**BRIEF**
Of all the entries below, only the lines from the one with "pub mod session;" up to and including the one with "pub trait ProductSource: Send" are to be duplicated exactly.

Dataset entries

▬▬▬▬▬▬

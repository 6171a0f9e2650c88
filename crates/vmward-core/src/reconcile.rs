//! Local ledger versus network listing.

use std::collections::{BTreeSet, HashSet};

use vmward_types::VmRecord;

/// Difference between what the ledger holds and what the network reports.
#[derive(Debug, Clone, Default, PartialEq)]
pub struct Reconciliation {
    /// Identifiers the network knows that the ledger does not, sorted.
    pub orphans: Vec<String>,
    /// Ledger records the network no longer reports, in ledger order.
    pub stale: Vec<VmRecord>,
}

impl Reconciliation {
    pub fn is_clean(&self) -> bool {
        self.orphans.is_empty() && self.stale.is_empty()
    }

    /// Advisory messages for a non-clean result.
    pub fn warnings(&self) -> Vec<String> {
        let mut warnings = Vec::new();
        if !self.orphans.is_empty() {
            warnings.push(format!(
                "Orphaned VMs on network (not in local inventory): {:?}",
                self.orphans
            ));
        }
        if !self.stale.is_empty() {
            let hashes: Vec<&str> = self.stale.iter().map(|r| r.item_hash.as_str()).collect();
            warnings.push(format!(
                "Stale local records (not found on network): {hashes:?}. \
                 Use destroy_vm to clean up, or verify the signing key matches."
            ));
        }
        warnings
    }
}

/// Classify `local` against the identifier set `remote`.
pub fn reconcile(local: &[VmRecord], remote: &HashSet<String>) -> Reconciliation {
    let known: HashSet<&str> = local.iter().map(|r| r.item_hash.as_str()).collect();

    let orphans: BTreeSet<&String> = remote
        .iter()
        .filter(|hash| !known.contains(hash.as_str()))
        .collect();

    let stale = local
        .iter()
        .filter(|r| !remote.contains(&r.item_hash))
        .cloned()
        .collect();

    Reconciliation {
        orphans: orphans.into_iter().cloned().collect(),
        stale,
    }
}
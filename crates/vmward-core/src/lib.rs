//! Lifecycle engine for vmward.
//!
//! Spending operations flow through [`orchestrator::Orchestrator`]: it
//! estimates with [`cost`], gates with [`safety`], calls the
//! [`network::ComputeNetwork`], and records results in the [`ledger`] and
//! the caller's [`session::Session`]. [`reconcile`] compares the ledger
//! against what the network reports.

pub mod cost;
pub mod env;
pub mod ledger;
#[cfg(any(test, feature = "test-utils"))]
pub mod memory;
pub mod network;
pub mod orchestrator;
pub mod poll;
pub mod reconcile;
pub mod safety;
pub mod session;
pub mod settings;

pub use ledger::{Ledger, RecordUpdate};
pub use network::{ComputeNetwork, CreateInstanceRequest, CreatedInstance, Identity};
pub use orchestrator::{Orchestrator, ProvisionRequest};
pub use session::Session;
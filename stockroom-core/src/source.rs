//! The seam between the view and whatever provides product collections.
//!
//! `stockroom-remote` implements [`ProductSource`] over HTTP; tests swap
//! in fakes. Failures stay inside the fetch boundary: callers only ever
//! see a `FetchError`, log it, and fall back to the previously held
//! collection.

use async_trait::async_trait;
use thiserror::Error;

use crate::product::Product;

/// Errors a product source can produce.
#[derive(Error, Debug)]
pub enum FetchError {
    /// Transport-level failure (connect, DNS, read).
    #[error("network error: {source}")]
    Network {
        #[source]
        source: Box<dyn std::error::Error + Send + Sync>,
    },

    /// The endpoint answered, but not with a 2xx.
    #[error("unexpected status {status} from product endpoint")]
    Status { status: u16 },

    /// The response body was not a valid product array.
    #[error("malformed product payload: {source}")]
    MalformedPayload {
        #[source]
        source: serde_json::Error,
    },
}

impl FetchError {
    pub fn network(source: impl std::error::Error + Send + Sync + 'static) -> Self {
        Self::Network {
            source: Box::new(source),
        }
    }

    pub fn status(status: u16) -> Self {
        Self::Status { status }
    }

    pub fn malformed(source: serde_json::Error) -> Self {
        Self::MalformedPayload { source }
    }
}

/// An asynchronous provider of complete product collections.
///
/// A single read operation, no pagination: each fetch yields the whole
/// collection, which the store then holds wholesale.
#[async_trait]
pub trait ProductSource: Send + Sync {
    async fn fetch_all(&self) -> Result<Vec<Product>, FetchError>;
}

#[cfg(test)]
mod tests {
    use super::*;

    #[test]
    fn error_display() {
        let err = FetchError::status(503);
        assert_eq!(err.to_string(), "unexpected status 503 from product endpoint");

        let json_err = serde_json::from_str::<Vec<Product>>("{not json").unwrap_err();
        let err = FetchError::malformed(json_err);
        assert!(err.to_string().starts_with("malformed product payload"));
    }
}
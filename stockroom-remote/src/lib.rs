//! Remote product source for the stockroom listing.
//!
//! Implements [`stockroom_core::ProductSource`] over HTTP: a single read
//! endpoint returning a JSON product array, with a fixed simulated delay
//! imposed after the payload is ready.

pub mod loader;

pub use loader::{RemoteLoader, DEFAULT_DELAY, ENDPOINT_ENV};
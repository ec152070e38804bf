//! Core of the stockroom product listing: the data model, the in-memory
//! store, the filter/grouping engine, and the view state that ties user
//! input to recomputed rows.
//!
//! Everything here is renderer-agnostic. A renderer consumes
//! [`view::Snapshot`] and calls back into [`view::TableView`]; how the
//! table is drawn is out of scope.

pub mod filter;
pub mod product;
pub mod source;
pub mod store;
pub mod view;

pub use filter::{build_table, FilterCriteria, HighlightSpan, Row, TableContent, TableOptions};
pub use product::{seed_products, Product, ProductKey};
pub use source::{FetchError, ProductSource};
pub use store::ProductStore;
pub use view::{DeleteConfirmation, LoadPhase, Snapshot, TableView, ViewState};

▬▬▬▬▬▬

**SOLUTION TO THIS EXERCISE**
pub mod session;
pub mod settings;

pub use ledger::{Ledger, RecordUpdate};
pub use network::{ComputeNetwork, CreateInstanceRequest, CreatedInstance, Identity};
pub use orchestrator::{Orchestrator, ProvisionRequest};
pub use session::Session;
filename stockroom-core/src/source.rs
//! The seam between the view and whatever provides product collections.
//!
//! `stockroom-remote` implements [`ProductSource`] over HTTP; tests swap
//! in fakes. Failures stay inside the fetch boundary: callers only ever
//! see a `FetchError`, log it, and fall back to the previously held
//! collection.

use async_trait::async_trait;
use thiserror::Error;

use crate::product::Product;

/// Errors a product source can produce.
#[derive(Error, Debug)]
pub enum FetchError {
    /// Transport-level failure (connect, DNS, read).
    #[error("network error: {source}")]
    Network {
        #[source]
        source: Box<dyn std::error::Error + Send + Sync>,
    },

    /// The endpoint answered, but not with a 2xx.
    #[error("unexpected status {status} from product endpoint")]
    Status { status: u16 },

    /// The response body was not a valid product array.
    #[error("malformed product payload: {source}")]
    MalformedPayload {
        #[source]
        source: serde_json::Error,
    },
}

impl FetchError {
    pub fn network(source: impl std::error::Error + Send + Sync + 'static) -> Self {
        Self::Network {
            source: Box::new(source),
        }
    }

    pub fn status(status: u16) -> Self {
        Self::Status { status }
    }

    pub fn malformed(source: serde_json::Error) -> Self {
        Self::MalformedPayload { source }
    }
}

/// An asynchronous provider of complete product collections.
///
/// A single read operation, no pagination: each fetch yields the whole
/// collection, which the store then holds wholesale.
#[async_trait]
pub trait ProductSource: Send + Sync {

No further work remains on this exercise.